Generic function for calculating the weighted (and possibly trimmed) arithmetic mean.

Usage

wtd.mean(x, weights, trim = 0, na.rm = FALSE)

Value

Returns the weighted and/or trimmed arithmetic mean.

Arguments

x

Numerical or logical vector.

weights

Vector of non-negative weights.

trim

Fraction [0, 0.5) of observations trimmed from each end before calculating mean.

na.rm

Logical indicating whether NA values should be removed before calculation.

Author

Nathaniel E. Helwig <helwig@umn.edu>

Details

If weights are missing, the weights are defined to be a vector of ones (which is the same as the unweighted arithmetic mean).

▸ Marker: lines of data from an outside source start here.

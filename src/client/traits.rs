//! Async client layer traits
//!
//! This module defines the abstract interfaces between the streaming call
//! engine, the service bindings it drives and the consumers draining its output.

use async_trait::async_trait;
use std::sync::Arc;

use super::completion_queue::ReadOutcome;
use crate::containerd::services::events::v1::{Envelope, SubscribeRequest};

/// Terminal outcome of one streaming call
pub type CallResult = crate::Result<()>;

/// Lifecycle view of a request running in the background
pub trait RequestOutput: Send + Sync {
    /// Whether the background call is still active
    fn running(&self) -> bool;

    /// Ask the background call to stop; idempotent
    fn terminate(&self);

    /// Terminal status, once the background call has published it
    fn status(&self) -> Option<&CallResult>;

    /// Whether items are waiting to be drained
    fn ready(&self) -> bool;

    /// Block until the background call is gone and return its status
    fn wait(&self) -> Option<&CallResult>;
}

/// Output of a server-streaming request
pub trait StreamOutput<T>: RequestOutput {
    /// Take every buffered item, in arrival order
    fn get_data(&self) -> Vec<T>;
}

/// One server-streaming method of one service
///
/// Implementations perform a single operation per call; the engine never
/// issues an operation before the previous one completed.
#[async_trait]
pub trait StreamingRpc: Send + 'static {
    /// Request message
    type Request: Send + 'static;
    /// Streamed response message
    type Response: Send + 'static;

    /// Submit the request and wait for the call to be established
    async fn start(&mut self, request: Self::Request) -> Result<(), tonic::Status>;

    /// Read the next streamed message
    async fn read(&mut self) -> ReadOutcome<Self::Response>;

    /// Retrieve the final status of the call
    async fn finish(&mut self) -> tonic::Status;
}

/// Builds the service binding for a call on top of an open channel
pub type RpcFactory<R> = Arc<dyn Fn(tonic::transport::Channel) -> R + Send + Sync>;

/// Output handle for a containerd event subscription
pub type QueryEventOutputRef = Arc<dyn StreamOutput<Envelope>>;

/// Async API client
///
/// Every subscription gets its own call, transport context and output buffer.
pub trait AsyncApiClient: Send + Sync + std::fmt::Debug {
    /// Start streaming events; returns without waiting for the first one
    fn subscribe_events(&self, request: SubscribeRequest) -> crate::Result<QueryEventOutputRef>;
}

/// Shared async API client
pub type AsyncApiClientRef = Arc<dyn AsyncApiClient>;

If trim is non-zero, then trim observations are deleted from each end before the (weighted) mean is computed. The quantiles used for trimming are defined using the wtd.quantile function.

See Also

wtd.var for weighted variance calculations

wtd.quantile for weighted quantile calculations

Examples

Run this code
# generate data and weights
set.seed(1)
x <- rnorm(10)
w <- rpois(10, lambda = 10)

# weighted mean
wtd.mean(x, w)
sum(x * w) / sum(w)

# trimmed mean
q <- quantile(x, probs = c(0.1, 0.9), type = 4)
i <- which(x < q[1] | x > q[2])
mean(x[-i])
wtd.mean(x, trim = 0.1)

# weighted and trimmed mean
q <- wtd.quantile(x, w, probs = c(0.1, 0.9))
i <- which(x < q[1] | x > q[2])
wtd.mean(x[-i], w[-i])
wtd.mean(x, w, trim = 0.1)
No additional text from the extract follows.